• _What is required_: Where the word "Page" shows up in a line below, that line is counted. State how many lines are counted, without any other words.
***** Dataset records
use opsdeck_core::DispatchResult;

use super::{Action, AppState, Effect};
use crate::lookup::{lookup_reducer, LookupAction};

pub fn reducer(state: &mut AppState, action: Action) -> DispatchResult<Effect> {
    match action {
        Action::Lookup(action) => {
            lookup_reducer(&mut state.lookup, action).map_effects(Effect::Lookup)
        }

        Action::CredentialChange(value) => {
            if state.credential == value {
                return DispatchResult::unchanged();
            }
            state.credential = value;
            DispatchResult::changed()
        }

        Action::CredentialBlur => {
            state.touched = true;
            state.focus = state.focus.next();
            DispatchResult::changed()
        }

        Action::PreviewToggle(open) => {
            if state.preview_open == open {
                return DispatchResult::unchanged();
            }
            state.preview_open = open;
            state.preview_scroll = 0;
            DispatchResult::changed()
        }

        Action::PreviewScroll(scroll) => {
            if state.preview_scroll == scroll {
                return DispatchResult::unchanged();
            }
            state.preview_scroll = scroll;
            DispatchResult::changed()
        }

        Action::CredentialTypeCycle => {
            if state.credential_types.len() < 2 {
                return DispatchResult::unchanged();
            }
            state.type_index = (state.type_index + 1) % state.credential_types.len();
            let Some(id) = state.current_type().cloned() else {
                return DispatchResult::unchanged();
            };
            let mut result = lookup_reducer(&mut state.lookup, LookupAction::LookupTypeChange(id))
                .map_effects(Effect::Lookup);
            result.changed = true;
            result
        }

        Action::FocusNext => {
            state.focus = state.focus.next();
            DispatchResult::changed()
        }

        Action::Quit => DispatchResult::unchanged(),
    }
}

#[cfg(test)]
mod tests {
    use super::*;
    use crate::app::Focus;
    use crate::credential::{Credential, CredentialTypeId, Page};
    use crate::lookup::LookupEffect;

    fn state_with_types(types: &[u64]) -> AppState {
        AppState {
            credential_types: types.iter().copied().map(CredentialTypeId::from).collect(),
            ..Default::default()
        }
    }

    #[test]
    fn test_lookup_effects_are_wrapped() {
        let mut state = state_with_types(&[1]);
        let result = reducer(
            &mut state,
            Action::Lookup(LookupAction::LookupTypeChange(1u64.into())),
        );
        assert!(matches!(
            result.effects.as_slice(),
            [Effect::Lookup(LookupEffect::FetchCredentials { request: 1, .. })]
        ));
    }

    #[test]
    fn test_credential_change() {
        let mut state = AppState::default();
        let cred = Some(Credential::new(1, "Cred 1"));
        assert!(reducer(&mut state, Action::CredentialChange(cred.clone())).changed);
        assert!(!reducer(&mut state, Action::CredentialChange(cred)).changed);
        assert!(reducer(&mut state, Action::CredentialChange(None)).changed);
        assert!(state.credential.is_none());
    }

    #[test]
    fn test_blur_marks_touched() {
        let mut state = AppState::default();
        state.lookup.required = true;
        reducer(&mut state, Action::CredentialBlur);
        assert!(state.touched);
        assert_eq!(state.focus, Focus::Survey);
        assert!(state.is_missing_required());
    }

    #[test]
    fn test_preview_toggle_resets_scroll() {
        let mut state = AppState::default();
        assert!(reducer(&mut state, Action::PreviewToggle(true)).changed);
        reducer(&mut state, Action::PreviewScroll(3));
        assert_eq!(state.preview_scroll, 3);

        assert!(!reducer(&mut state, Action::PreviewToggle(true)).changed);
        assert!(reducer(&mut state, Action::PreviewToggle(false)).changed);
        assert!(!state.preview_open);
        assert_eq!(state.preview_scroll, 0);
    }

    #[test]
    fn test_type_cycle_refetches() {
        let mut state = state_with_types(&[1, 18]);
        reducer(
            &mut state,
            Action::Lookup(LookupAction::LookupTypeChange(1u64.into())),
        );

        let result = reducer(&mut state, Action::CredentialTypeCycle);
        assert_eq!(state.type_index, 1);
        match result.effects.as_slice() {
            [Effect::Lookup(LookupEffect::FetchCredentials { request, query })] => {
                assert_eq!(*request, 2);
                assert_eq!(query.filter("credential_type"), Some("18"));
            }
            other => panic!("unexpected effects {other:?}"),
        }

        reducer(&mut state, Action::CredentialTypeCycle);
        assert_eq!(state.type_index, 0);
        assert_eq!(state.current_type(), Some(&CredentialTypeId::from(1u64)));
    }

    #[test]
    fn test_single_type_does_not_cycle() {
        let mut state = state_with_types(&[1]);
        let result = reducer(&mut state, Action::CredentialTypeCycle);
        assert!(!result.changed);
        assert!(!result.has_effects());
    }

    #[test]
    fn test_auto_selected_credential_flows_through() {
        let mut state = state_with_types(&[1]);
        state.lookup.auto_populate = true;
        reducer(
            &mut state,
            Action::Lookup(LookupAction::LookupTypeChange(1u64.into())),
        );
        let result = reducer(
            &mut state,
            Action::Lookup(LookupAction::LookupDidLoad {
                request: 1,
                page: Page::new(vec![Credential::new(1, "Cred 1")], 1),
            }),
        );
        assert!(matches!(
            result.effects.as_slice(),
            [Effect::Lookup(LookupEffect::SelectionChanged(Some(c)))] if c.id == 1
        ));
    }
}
**********
• _Written response_: 2